Many of these children have spent their whole lives in a state of having things done to them. And, conversely, we have spent all our time directing them, rather than interacting with them. As Janet insisted, the greatest resource for any child is an interested and compassionate member of staff. She explained that we would need to look for quiet, intimate times during the busy school day to find ‘windows of opportunity’ to celebrate any communication, however small. We were advised that it is pleasure and enjoyment that builds relationships. Therefore, a good starting point would be to shed all expectations and simply learn to enjoy space with another human being.

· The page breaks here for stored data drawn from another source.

//! Error types for the CLI

use thiserror::Error;

/// Result type for CLI operations
pub type CliResult<T> = Result<T, CliError>;

/// Errors that can occur in the CLI
#[derive(Debug, Error)]
pub enum CliError {
    /// Configuration error
    #[error("Configuration error: {message}")]
    Config {
        /// Error message
        message: String,
    },

    /// Browser support was not compiled in
    #[error("Browser support not enabled. Rebuild with --features browser")]
    BrowserUnavailable,

    /// IO error
    #[error("I/O error: {0}")]
    Io(#[from] std::io::Error),

    /// JSON rendering error
    #[error("JSON error: {0}")]
    Json(#[from] serde_json::Error),

    /// Regflow library error
    #[error("{0}")]
    Regflow(#[from] regflow::RegflowError),
}

impl CliError {
    /// Create a configuration error
    #[must_use]
    pub fn config(message: impl Into<String>) -> Self {
        Self::Config {
            message: message.into(),
        }
    }
}

#[cfg(test)]
#[allow(clippy::unwrap_used, clippy::expect_used)]
mod tests {
    use super::*;

    #[test]
    fn test_config_error() {
        let err = CliError::config("bad config");
        assert!(err.to_string().contains("Configuration"));
        assert!(err.to_string().contains("bad config"));
    }

    #[test]
    fn test_browser_unavailable_names_the_feature() {
        assert!(CliError::BrowserUnavailable.to_string().contains("--features browser"));
    }

    #[test]
    fn test_library_error_is_transparent() {
        let err: CliError = regflow::RegflowError::config("password is empty").into();
        assert_eq!(err.to_string(), "Configuration error: password is empty");
    }

    #[test]
    fn test_io_error_from() {
        let io_err = std::io::Error::new(std::io::ErrorKind::NotFound, "file not found");
        let cli_err: CliError = io_err.into();
        assert!(cli_err.to_string().contains("I/O"));
    }
}
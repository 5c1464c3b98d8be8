use tracing::info;

use super::{ConversationPage, PageObject, ScreenKind};
use crate::actions::Ui;
use crate::catalog::{locate, Role};
use crate::driver::Effect;
use crate::locator::Resolved;
use crate::result::RegflowResult;
use crate::wait::Predicate;

/// Chat list shown after login
#[derive(Debug, Clone, Copy)]
pub struct MainChatListPage<'d> {
    ui: Ui<'d>,
}

impl<'d> MainChatListPage<'d> {
    /// Page object over a UI context
    #[must_use]
    pub const fn new(ui: Ui<'d>) -> Self {
        Self { ui }
    }

    /// Replace the search query with `tag` and wait for the first result.
    ///
    /// The box is cleared first, so repeating a search never concatenates
    /// queries.
    pub async fn search(&self, tag: &str) -> RegflowResult<Resolved> {
        let timeouts = self.ui.timeouts();
        self.ui
            .apply(
                &locate(Role::SearchInput),
                Predicate::Visible,
                &[Effect::Clear, Effect::Type(tag.to_string())],
                timeouts.chat_list(),
            )
            .await?;
        self.ui
            .wait(
                &locate(Role::FirstSearchResult),
                Predicate::Visible,
                timeouts.default_wait(),
            )
            .await
    }

    /// Search for `tag` and open the first match
    pub async fn find_by_tag(self, tag: &str) -> RegflowResult<ConversationPage<'d>> {
        self.search(tag).await?;
        self.ui
            .click(&locate(Role::FirstSearchResult), self.ui.timeouts().default_wait())
            .await?;
        info!(tag, "conversation opened");
        Ok(ConversationPage::new(self.ui))
    }
}

impl<'d> PageObject<'d> for MainChatListPage<'d> {
    const KIND: ScreenKind = ScreenKind::MainChatList;

    fn ui(&self) -> &Ui<'d> {
        &self.ui
    }
}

At the heart of intensive interaction is a belief that once one individual is interacting with another then, yes, social engagement is happening. By the end of our whole-school training day, the excitement was palpable amongst the staff. It was clear this idea made sense to every person attending, as what Janet described was familiar to us all. She had described situations that we daily found ourselves in yet we didn’t know that what we were doing had a name. This workshop gave us clarity about our aims and how to achieve them. Now we couldn’t wait to get started.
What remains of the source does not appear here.